#### Data for analysis:
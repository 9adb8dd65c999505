//! Streaming turn endpoint.
//!
//! Flow: client POST → session checkout (user message committed) → provider stream → SSE back.
//! Events: `delta` carries a text fragment, `done` the committed reply as JSON,
//! `error` a failure message after which nothing more is sent.

use axum::{
    extract::{Path, Query, State},
    response::sse::{Event, KeepAlive, Sse},
};
use futures_util::{Stream, StreamExt};
use std::convert::Infallible;
use tracing::{error, info};

use crate::api::conversation_api::TurnParams;
use crate::api::{track, validate_input};
use crate::error::TutorError;
use crate::session_engine::TurnEvent;
use crate::shared_state::AppState;

fn to_sse(event: TurnEvent) -> Event {
    match event {
        TurnEvent::Delta(text) => Event::default().event("delta").data(text.replace('\r', "")),
        TurnEvent::Completed(reply) => Event::default().event("done").json_data(&reply).unwrap_or_else(|e| {
            error!("Failed to encode completed reply: {}", e);
            Event::default().event("error").data("reply could not be encoded")
        }),
        TurnEvent::Failed(message) => Event::default().event("error").data(message.replace('\r', "")),
    }
}

/// POST /api/v1/conversation/:sid/stream
pub async fn stream_turn(
    State(state): State<AppState>,
    Path(sid): Path<String>,
    Query(params): Query<TurnParams>,
) -> Result<Sse<impl Stream<Item = Result<Event, Infallible>>>, TutorError> {
    info!("Streaming turn for session {}", sid);
    let result = match validate_input(&params) {
        Ok(()) => state.sessions.stream_turn(&sid, &params.user).await,
        Err(e) => Err(e),
    };
    let events = track("POST /api/v1/conversation/:sid/stream", result)?;
    Ok(Sse::new(events.map(|event| Ok(to_sse(event)))).keep_alive(KeepAlive::default()))
}
use axum::{
    extract::{Query, State},
    http::header,
    response::{IntoResponse, Response},
};
use serde::Deserialize;
use tracing::info;
use validator::Validate;

use crate::api::{track, validate_input};
use crate::error::TutorError;
use crate::speech::{PronounceRequest, AUDIO_CONTENT_TYPE};
use crate::shared_state::AppState;

#[derive(Debug, Deserialize, Validate)]
pub struct PronounceParams {
    #[validate(length(min = 1, max = 4096))]
    pub text: String,
    pub voice: Option<String>,
    pub speed: Option<String>,
    pub model: Option<String>,
}

/// GET /api/v1/pronounce
pub async fn pronounce(
    State(state): State<AppState>,
    Query(params): Query<PronounceParams>,
) -> Result<Response, TutorError> {
    info!("Pronounce request ({} chars)", params.text.chars().count());
    let result = match validate_input(&params) {
        Ok(()) => {
            let request = PronounceRequest {
                text: params.text,
                voice: params.voice,
                speed: params.speed,
                model: params.model,
            };
            state.speech.pronounce(&request).await
        }
        Err(e) => Err(e),
    };
    let audio = track("GET /api/v1/pronounce", result)?;
    Ok(([(header::CONTENT_TYPE, AUDIO_CONTENT_TYPE)], audio).into_response())
}
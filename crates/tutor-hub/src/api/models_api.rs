//! Model catalog and per-feature model selection endpoints.

use axum::{
    extract::{Query, State},
    Json,
};
use serde::{Deserialize, Serialize};
use std::collections::BTreeMap;
use tracing::info;
use validator::Validate;

use crate::api::{track, validate_input};
use crate::error::TutorError;
use crate::metrics;
use crate::model_catalog::{ModelDefinition, ModelSelection, TTS_VOICES};
use crate::model_registry::{FEATURE_ENGLISH, FEATURE_MATH};
use crate::shared_state::AppState;

#[derive(Debug, Serialize)]
pub struct ModelInfo {
    pub name: String,
    #[serde(skip_serializing_if = "Vec::is_empty")]
    pub voices: Vec<String>,
}

/// Selectable models keyed by id, shaped for the client's dropdowns.
#[derive(Debug, Serialize)]
pub struct ModelsResponse {
    pub llm: BTreeMap<String, ModelInfo>,
    pub tts: BTreeMap<String, ModelInfo>,
}

#[derive(Debug, Deserialize, Validate)]
pub struct SelectModelsParams {
    pub feature: Option<String>,
    #[validate(length(min = 1, max = 100))]
    pub llm: Option<String>,
    #[validate(length(min = 1, max = 100))]
    pub tts: Option<String>,
    #[validate(length(min = 1, max = 32))]
    pub tts_voice: Option<String>,
}

#[derive(Debug, Serialize)]
pub struct SelectModelsResponse {
    pub ok: bool,
    pub feature: String,
    pub selection: ModelSelection,
}

fn llm_info(model: ModelDefinition) -> (String, ModelInfo) {
    (model.id, ModelInfo { name: model.name, voices: Vec::new() })
}

fn tts_info(model: ModelDefinition) -> (String, ModelInfo) {
    let voices = if model.voices.is_empty() {
        TTS_VOICES.iter().map(|v| v.to_string()).collect()
    } else {
        model.voices
    };
    (model.id, ModelInfo { name: model.name, voices })
}

/// GET /api/v1/models
pub async fn list_models(State(state): State<AppState>) -> Json<ModelsResponse> {
    metrics::inc_request("GET /api/v1/models", "200");
    let response = match state.registry.catalog() {
        Some(catalog) => ModelsResponse {
            llm: catalog.llm_models().into_iter().map(llm_info).collect(),
            tts: catalog.tts_models().into_iter().map(tts_info).collect(),
        },
        None => {
            let defaults = state.registry.defaults();
            let single = |id: &str| ModelDefinition {
                id: id.to_string(),
                name: id.to_string(),
                endpoint: None,
                enabled: true,
                voices: Vec::new(),
            };
            ModelsResponse {
                llm: [llm_info(single(&defaults.llm))].into_iter().collect(),
                tts: [tts_info(single(&defaults.tts))].into_iter().collect(),
            }
        }
    };
    Json(response)
}

/// GET /api/v1/models/selected
pub async fn selected_models(State(state): State<AppState>) -> Json<BTreeMap<String, ModelSelection>> {
    metrics::inc_request("GET /api/v1/models/selected", "200");
    Json(state.registry.all())
}

fn check_selection(params: &SelectModelsParams) -> Result<String, TutorError> {
    validate_input(params)?;
    let feature = params
        .feature
        .as_deref()
        .map(|f| f.trim().to_ascii_lowercase())
        .filter(|f| !f.is_empty())
        .unwrap_or_else(|| FEATURE_ENGLISH.to_string());
    if feature != FEATURE_ENGLISH && feature != FEATURE_MATH {
        return Err(TutorError::Validation(format!(
            "Unknown feature '{}'; expected {} or {}",
            feature, FEATURE_ENGLISH, FEATURE_MATH
        )));
    }
    if let Some(voice) = params.tts_voice.as_deref() {
        if !TTS_VOICES.contains(&voice.trim().to_ascii_lowercase().as_str()) {
            return Err(TutorError::Validation(format!("Unknown voice '{}'", voice)));
        }
    }
    Ok(feature)
}

/// POST /api/v1/models/select
pub async fn select_models(
    State(state): State<AppState>,
    Query(params): Query<SelectModelsParams>,
) -> Result<Json<SelectModelsResponse>, TutorError> {
    let result = match check_selection(&params) {
        Ok(feature) => {
            let update = ModelSelection {
                llm: params.llm,
                tts: params.tts,
                tts_voice: params.tts_voice.map(|v| v.trim().to_ascii_lowercase()),
            };
            info!("Selecting models for {}: {:?}", feature, update);
            // The selection is persisted to the catalog file.
            let registry = state.registry.clone();
            tokio::task::spawn_blocking(move || {
                let selection = registry.set_models(&feature, &update);
                SelectModelsResponse { ok: true, feature, selection }
            })
            .await
            .map_err(|e| TutorError::Internal(format!("model selection task failed: {}", e)))
        }
        Err(e) => Err(e),
    };
    track("POST /api/v1/models/select", result).map(Json)
}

#### What to do:
If a line of the entries holds the word "trim", copy it out.

#### Answer section:
        .map(|f| f.trim().to_ascii_lowercase())
        if !TTS_VOICES.contains(&voice.trim().to_ascii_lowercase().as_str()) {
                tts_voice: params.tts_voice.map(|v| v.trim().to_ascii_lowercase()),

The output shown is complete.